Stored data entries:
>>>

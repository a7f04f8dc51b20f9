//! Paginated, newest-first post listings: home, group, author and the
//! personal feed of followed authors.
//!
//! Only the home listing goes through the page cache, and it is rendered
//! without any viewer-specific markup so one copy can serve everybody.

use spin_sdk::http::{Request, Response};

use crate::auth::{current_user, require_user};
use crate::config::*;
use crate::core::errors::ApiError;
use crate::core::helpers::{full_path, html};
use crate::core::paginator::{paginate, Page};
use crate::core::query_params::parse_query_params;
use crate::core::store::{KvStore, KvStoreExt};
use crate::follow::{get_followers, get_followings, is_following};
use crate::groups::get_group_by_slug;
use crate::models::models::Post;
use crate::templates::{self, ProfileView};
use crate::users::require_user_by_username;
use crate::Blog;

#[derive(Debug, Clone, PartialEq)]
pub enum PostFilter {
    All,
    Group(u64),
    Author(String),
    FollowedBy(String),
}

/// Every post matching `filter`, newest first.
pub fn collect_posts(store: &dyn KvStore, filter: &PostFilter) -> anyhow::Result<Vec<Post>> {
    let ids: Vec<u64> = match filter {
        PostFilter::All => store.get_json(FEED_KEY)?.unwrap_or_default(),
        PostFilter::Group(id) => store.get_json(&group_posts_key(*id))?.unwrap_or_default(),
        PostFilter::Author(user_id) => store.get_json(&user_posts_key(user_id))?.unwrap_or_default(),
        PostFilter::FollowedBy(user_id) => {
            let mut ids = Vec::new();
            for author in get_followings(store, user_id)? {
                let authored: Vec<u64> = store.get_json(&user_posts_key(&author))?.unwrap_or_default();
                ids.extend(authored);
            }
            ids
        }
    };

    let mut posts = Vec::with_capacity(ids.len());
    for id in ids {
        if let Some(post) = store.get_json::<Post>(&post_key(id))? {
            if matches_filter(&post, filter) {
                posts.push(post);
            }
        }
    }

    posts.sort_by(|a, b| b.created_at.cmp(&a.created_at).then(b.id.cmp(&a.id)));
    posts.dedup_by_key(|p| p.id);
    Ok(posts)
}

fn matches_filter(post: &Post, filter: &PostFilter) -> bool {
    match filter {
        PostFilter::All | PostFilter::FollowedBy(_) => true,
        PostFilter::Group(id) => post.group_id == Some(*id),
        PostFilter::Author(user_id) => &post.user_id == user_id,
    }
}

/// The requested page of posts matching `filter`.
pub fn listing(store: &dyn KvStore, filter: &PostFilter, page: Option<&str>) -> anyhow::Result<Page<Post>> {
    let posts = collect_posts(store, filter)?;
    Ok(paginate(posts, POSTS_PER_PAGE, page))
}

fn page_param(req: &Request) -> Option<String> {
    parse_query_params(&req.uri()).get("page").cloned()
}

// === HTTP Handlers ===

pub fn index(blog: &Blog, req: &Request) -> Result<Response, ApiError> {
    let cache = blog.index_cache();
    let key = full_path(req);

    if let Some(body) = cache.get(&key)? {
        return Ok(html(200, body));
    }

    let page = listing(blog.store(), &PostFilter::All, page_param(req).as_deref())?;
    let body = templates::index_page(blog.store(), &page)?;
    cache.put(&key, &body)?;
    Ok(html(200, body))
}

pub fn group_posts(blog: &Blog, req: &Request, slug: &str) -> Result<Response, ApiError> {
    let group = get_group_by_slug(blog.store(), slug)?
        .ok_or_else(|| ApiError::NotFound(format!("Group {} not found", slug)))?;

    let page = listing(blog.store(), &PostFilter::Group(group.id), page_param(req).as_deref())?;
    Ok(html(200, templates::group_page(blog.store(), &group, &page)?))
}

pub fn profile(blog: &Blog, req: &Request, username: &str) -> Result<Response, ApiError> {
    let author = require_user_by_username(blog.store(), username)?;
    let viewer = current_user(blog, req)?;

    let page = listing(
        blog.store(),
        &PostFilter::Author(author.id.clone()),
        page_param(req).as_deref(),
    )?;

    let following = match &viewer {
        Some(v) if v.id != author.id => Some(is_following(blog.store(), &v.id, &author.id)?),
        _ => None,
    };
    let view = ProfileView {
        author: &author,
        following,
        followers_count: get_followers(blog.store(), &author.id)?.len(),
        followings_count: get_followings(blog.store(), &author.id)?.len(),
    };

    Ok(html(200, templates::profile_page(blog.store(), &view, &page)?))
}

pub fn follow_index(blog: &Blog, req: &Request) -> Result<Response, ApiError> {
    let user = require_user(blog, req)?;
    let page = listing(
        blog.store(),
        &PostFilter::FollowedBy(user.id.clone()),
        page_param(req).as_deref(),
    )?;
    Ok(html(200, templates::follow_page(blog.store(), &page)?))
}
use std::sync::OnceLock;

use regex::Regex;
use tracing::info;

use crate::config::*;
use crate::core::errors::ApiError;
use crate::core::store::{next_id, KvStore, KvStoreExt};
use crate::models::models::{Group, Post};

fn slug_regex() -> &'static Regex {
    static REGEX: OnceLock<Regex> = OnceLock::new();
    REGEX.get_or_init(|| Regex::new(r"^[-a-zA-Z0-9_]+$").expect("Regex should compile"))
}

pub fn create_group(
    store: &dyn KvStore,
    title: &str,
    slug: &str,
    description: &str,
) -> Result<Group, ApiError> {
    let title = title.trim();
    if title.is_empty() || title.chars().count() > MAX_GROUP_TITLE_LENGTH {
        return Err(ApiError::BadRequest("Invalid group title".to_string()));
    }
    if !slug_regex().is_match(slug) {
        return Err(ApiError::BadRequest("Invalid slug".to_string()));
    }
    if store.exists(&group_slug_key(slug))? {
        return Err(ApiError::Conflict("Slug exists".to_string()));
    }

    let group = Group {
        id: next_id(store, "group")?,
        title: title.to_string(),
        slug: slug.to_string(),
        description: description.to_string(),
    };

    store.set_json(&group_key(group.id), &group)?;
    store.set_json(&group_slug_key(slug), &group.id)?;

    store.update_json(GROUPS_LIST_KEY, |groups: &mut Vec<u64>| groups.push(group.id))?;

    info!(group_id = group.id, slug, "group created");
    Ok(group)
}

pub fn get_group(store: &dyn KvStore, id: u64) -> anyhow::Result<Option<Group>> {
    store.get_json(&group_key(id))
}

pub fn get_group_by_slug(store: &dyn KvStore, slug: &str) -> anyhow::Result<Option<Group>> {
    match store.get_json::<u64>(&group_slug_key(slug))? {
        Some(id) => get_group(store, id),
        None => Ok(None),
    }
}

pub fn list_groups(store: &dyn KvStore) -> anyhow::Result<Vec<Group>> {
    let ids: Vec<u64> = store.get_json(GROUPS_LIST_KEY)?.unwrap_or_default();
    let mut groups = Vec::with_capacity(ids.len());
    for id in ids {
        if let Some(group) = get_group(store, id)? {
            groups.push(group);
        }
    }
    Ok(groups)
}

/// Removes a group. Its posts stay, with their group cleared.
pub fn delete_group(store: &dyn KvStore, id: u64) -> Result<(), ApiError> {
    let group = get_group(store, id)?
        .ok_or_else(|| ApiError::NotFound("Group not found".to_string()))?;

    let post_ids: Vec<u64> = store.get_json(&group_posts_key(id))?.unwrap_or_default();
    for post_id in &post_ids {
        if let Some(mut post) = store.get_json::<Post>(&post_key(*post_id))? {
            if post.group_id == Some(id) {
                post.group_id = None;
                store.set_json(&post_key(post.id), &post)?;
            }
        }
    }

    store.delete(&group_posts_key(id))?;
    store.delete(&group_slug_key(&group.slug))?;
    store.delete(&group_key(id))?;

    store.update_json(GROUPS_LIST_KEY, |groups: &mut Vec<u64>| groups.retain(|g| *g != id))?;

    info!(group_id = id, detached_posts = post_ids.len(), "group deleted");
    Ok(())
}

#[cfg(test)]
mod tests {
    use super::*;
    use crate::core::store::MemoryStore;

    #[test]
    fn slugs_are_validated_and_unique() {
        let store = MemoryStore::new();
        let group = create_group(&store, "Rust", "rust", "Systems talk").unwrap();
        assert_eq!(get_group_by_slug(&store, "rust").unwrap(), Some(group));
        assert!(matches!(
            create_group(&store, "Rust again", "rust", ""),
            Err(ApiError::Conflict(_))
        ));
        assert!(matches!(
            create_group(&store, "Spaces", "has space", ""),
            Err(ApiError::BadRequest(_))
        ));
        assert!(matches!(create_group(&store, "  ", "blank", ""), Err(ApiError::BadRequest(_))));
        assert_eq!(list_groups(&store).unwrap().len(), 1);
    }

    #[test]
    fn deleting_a_group_frees_its_slug() {
        let store = MemoryStore::new();
        let group = create_group(&store, "Cats", "cats", "").unwrap();
        delete_group(&store, group.id).unwrap();
        assert!(get_group_by_slug(&store, "cats").unwrap().is_none());
        assert!(list_groups(&store).unwrap().is_empty());
        assert!(matches!(delete_group(&store, group.id), Err(ApiError::NotFound(_))));
        create_group(&store, "Cats", "cats", "").unwrap();
    }
}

<<<

- **BRIEF**
Look over the records. Copy the lines that include the word "viewer".

- **PROBLEM SOLUTION**
//! without any viewer-specific markup so one copy can serve everybody.
    let viewer = current_user(blog, req)?;
    let following = match &viewer {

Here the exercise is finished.